These maps are printed both sides, and they also fold out pretty big, so if your route takes you over the page, maneouvring these beasts can be a little cumbersome. Note also that the key is only printed on one side, across a boundary and that can cause some difficulties. So, some serious map folding is needed - when I was in the Territorial Army, we even had a lesson on the subject.

This is the "Active" version it's waterproofed which costs a few pounds more than the plain paper map but it is even bulkier. I prefer to use the paper map and stuff it in a map case or even a clear plakky bag. Horses for courses.

If you're sticking to roads, paths or decent tracks, or are going to be within sight of plenty of obvious landmarks, you can operate without a compass. If your walk is a little more adventurous, you'd be wise to carry one with you, but bear in mind that effective compass usage doesn't come without a little training and practise.

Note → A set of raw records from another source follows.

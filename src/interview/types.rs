//! Interview data model

use chrono::{DateTime, Utc};
use serde::{Deserialize, Serialize};

/// Score reported when the evaluator's output could not be parsed
pub const FALLBACK_SCORE: f32 = 5.0;

/// Highest possible score
pub const MAX_SCORE: f32 = 10.0;

/// A generated interview question with its reference answer
#[derive(Debug, Clone, PartialEq, Eq, Serialize, Deserialize)]
pub struct Question {
    pub id: String,
    #[serde(rename = "question")]
    pub text: String,
    #[serde(rename = "answer", default)]
    pub reference_answer: String,
}

/// Evaluation of one answer
#[derive(Debug, Clone, PartialEq, Serialize, Deserialize)]
#[serde(rename_all = "camelCase")]
pub struct FeedbackRecord {
    /// Always within `0.0..=10.0`
    pub score: f32,
    pub strengths: String,
    pub improvements: String,
    pub ideal_answer_hint: String,
    /// Candidate model that produced the evaluation
    #[serde(default)]
    pub model_used: Option<String>,
    /// True when this is the fixed default used for unparseable output
    #[serde(default)]
    pub fallback: bool,
}

impl FeedbackRecord {
    /// The fixed record used when the evaluator's output is unparseable
    #[must_use]
    pub fn fallback() -> Self {
        Self {
            fallback: true,
            ..EvaluatorReply::fallback().into()
        }
    }
}

/// The evaluator model's reply
///
/// Only the assessment itself is read from model output; provenance is
/// attached by the caller.
#[derive(Debug, Clone, PartialEq, Deserialize)]
#[serde(try_from = "RawEvaluation")]
pub struct EvaluatorReply {
    pub score: f32,
    pub strengths: String,
    pub improvements: String,
    pub ideal_answer_hint: String,
}

impl EvaluatorReply {
    /// Default assessment for output that could not be parsed
    #[must_use]
    pub fn fallback() -> Self {
        Self {
            score: FALLBACK_SCORE,
            strengths: "Answer addresses the question at a basic level.".to_string(),
            improvements: "Needs more depth, structure, and technical clarity.".to_string(),
            ideal_answer_hint: "Explain the concept clearly with an example.".to_string(),
        }
    }
}

impl From<EvaluatorReply> for FeedbackRecord {
    fn from(reply: EvaluatorReply) -> Self {
        Self {
            score: reply.score,
            strengths: reply.strengths,
            improvements: reply.improvements,
            ideal_answer_hint: reply.ideal_answer_hint,
            model_used: None,
            fallback: false,
        }
    }
}

/// Wire shape of an evaluation as models actually return it
#[derive(Deserialize)]
#[serde(rename_all = "camelCase")]
struct RawEvaluation {
    score: Option<ScoreValue>,
    #[serde(default)]
    strengths: Option<TextOrList>,
    #[serde(default)]
    improvements: Option<TextOrList>,
    #[serde(default, alias = "ideal_answer_hint")]
    ideal_answer_hint: Option<TextOrList>,
}

#[derive(Deserialize)]
#[serde(untagged)]
enum ScoreValue {
    Number(f64),
    Text(String),
}

#[derive(Deserialize)]
#[serde(untagged)]
enum TextOrList {
    Text(String),
    List(Vec<String>),
}

impl From<TextOrList> for String {
    fn from(value: TextOrList) -> Self {
        match value {
            TextOrList::Text(text) => text,
            TextOrList::List(items) => items.join("; "),
        }
    }
}

impl TryFrom<RawEvaluation> for EvaluatorReply {
    type Error = String;

    fn try_from(raw: RawEvaluation) -> Result<Self, Self::Error> {
        let score = match raw.score {
            Some(ScoreValue::Number(n)) => n,
            Some(ScoreValue::Text(s)) => s
                .trim()
                .trim_end_matches("/10")
                .trim()
                .parse::<f64>()
                .map_err(|_| format!("score is not numeric: {s:?}"))?,
            None => return Err("missing score".to_string()),
        };
        if !score.is_finite() {
            return Err("score is not finite".to_string());
        }

        #[allow(clippy::cast_possible_truncation)]
        let score = score.clamp(0.0, f64::from(MAX_SCORE)) as f32;

        Ok(Self {
            score,
            strengths: raw.strengths.map(String::from).unwrap_or_default(),
            improvements: raw.improvements.map(String::from).unwrap_or_default(),
            ideal_answer_hint: raw.ideal_answer_hint.map(String::from).unwrap_or_default(),
        })
    }
}

/// One answered question, frozen when the candidate advanced
#[derive(Debug, Clone, PartialEq, Serialize, Deserialize)]
#[serde(rename_all = "camelCase")]
pub struct AnswerRecord {
    pub question_id: String,
    pub question_index: usize,
    pub question_text: String,
    #[serde(default)]
    pub expected_answer: String,
    pub answer_text: String,
    /// `None` when no model could evaluate the answer
    pub feedback: Option<FeedbackRecord>,
    pub timestamp: DateTime<Utc>,
}

/// Completion payload handed to persistence
#[derive(Debug, Clone, PartialEq, Serialize, Deserialize)]
#[serde(rename_all = "camelCase")]
pub struct InterviewTranscript {
    pub session_id: String,
    pub feedbacks: Vec<AnswerRecord>,
    pub completed_at: DateTime<Utc>,
    pub total_answers: usize,
}

/// Lifecycle of a stored session
#[derive(Debug, Clone, Copy, PartialEq, Eq, Serialize, Deserialize)]
#[serde(rename_all = "kebab-case")]
pub enum SessionStatus {
    Draft,
    InProgress,
    Completed,
}

impl SessionStatus {
    #[must_use]
    pub const fn as_str(self) -> &'static str {
        match self {
            Self::Draft => "draft",
            Self::InProgress => "in-progress",
            Self::Completed => "completed",
        }
    }

    #[must_use]
    pub fn parse(s: &str) -> Option<Self> {
        match s {
            "draft" => Some(Self::Draft),
            "in-progress" => Some(Self::InProgress),
            "completed" => Some(Self::Completed),
            _ => None,
        }
    }
}

impl std::fmt::Display for SessionStatus {
    fn fmt(&self, f: &mut std::fmt::Formatter<'_>) -> std::fmt::Result {
        f.write_str(self.as_str())
    }
}

/// A prepared interview as returned by session lookup
#[derive(Debug, Clone, PartialEq, Eq, Serialize, Deserialize)]
#[serde(rename_all = "camelCase")]
pub struct SessionDetails {
    pub id: String,
    pub role: String,
    pub experience_level: String,
    pub topics: Vec<String>,
    pub description: Option<String>,
    pub questions: Vec<Question>,
    pub status: SessionStatus,
}

/// Who is being interviewed, for what
#[derive(Debug, Clone, PartialEq, Eq)]
pub struct InterviewContext {
    pub candidate_name: String,
    pub role: String,
    pub experience_level: String,
}

#[cfg(test)]
mod tests {
    use super::*;

    #[test]
    fn test_feedback_accepts_lists_and_string_scores() {
        let raw = r#"{
            "score": "8",
            "strengths": ["clear", "concise"],
            "improvements": "mention lifetimes",
            "idealAnswerHint": "Show a closure capturing by move."
        }"#;
        let reply: EvaluatorReply = serde_json::from_str(raw).unwrap();
        assert!((reply.score - 8.0).abs() < f32::EPSILON);
        assert_eq!(reply.strengths, "clear; concise");
        assert_eq!(reply.improvements, "mention lifetimes");
    }

    #[test]
    fn test_model_cannot_set_provenance() {
        let raw = r#"{
            "score": 9,
            "strengths": "thorough",
            "improvements": "none",
            "idealAnswerHint": "as given",
            "fallback": true,
            "modelUsed": "made-up-model"
        }"#;
        let record = FeedbackRecord::from(serde_json::from_str::<EvaluatorReply>(raw).unwrap());
        assert!(!record.fallback);
        assert!(record.model_used.is_none());
        assert!((record.score - 9.0).abs() < f32::EPSILON);
    }

    #[test]
    fn test_feedback_score_clamped() {
        let reply: EvaluatorReply = serde_json::from_str(r#"{"score": 14}"#).unwrap();
        assert!((reply.score - MAX_SCORE).abs() < f32::EPSILON);
        let reply: EvaluatorReply = serde_json::from_str(r#"{"score": -2}"#).unwrap();
        assert!(reply.score.abs() < f32::EPSILON);
    }

    #[test]
    fn test_feedback_without_score_rejected() {
        assert!(serde_json::from_str::<EvaluatorReply>(r#"{"strengths": "ok"}"#).is_err());
        assert!(serde_json::from_str::<EvaluatorReply>(r#"{"score": "great"}"#).is_err());
    }

    #[test]
    fn test_feedback_serializes_camel_case() {
        let mut record = FeedbackRecord::fallback();
        record.model_used = Some("gemini-2.5-flash".to_string());
        let json = serde_json::to_value(&record).unwrap();
        assert_eq!(json["idealAnswerHint"], "Explain the concept clearly with an example.");
        assert_eq!(json["modelUsed"], "gemini-2.5-flash");
        assert_eq!(json["fallback"], true);

        let back: FeedbackRecord = serde_json::from_value(json).unwrap();
        assert_eq!(back, record);
        assert!(back.fallback);
    }

    #[test]
    fn test_status_names() {
        assert_eq!(
            serde_json::to_string(&SessionStatus::InProgress).unwrap(),
            "\"in-progress\""
        );
        assert_eq!(SessionStatus::parse("completed"), Some(SessionStatus::Completed));
    }
}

Final tip: before you leave the car park, "orient the map". In other words, make sure you know where you are on the map and where you're going. Line up your route on the map with the route on the ground and be aware that this might require you to hold the map upside down or on it's side. Try and maintain a reference between the map and reality as you go, matching landmarks on the ground with those on the map, and you'll never get lost.

Away from the practical aspects, I love OS maps and I can spend hours poring over them. It's almost as good as actually going to the places they depict.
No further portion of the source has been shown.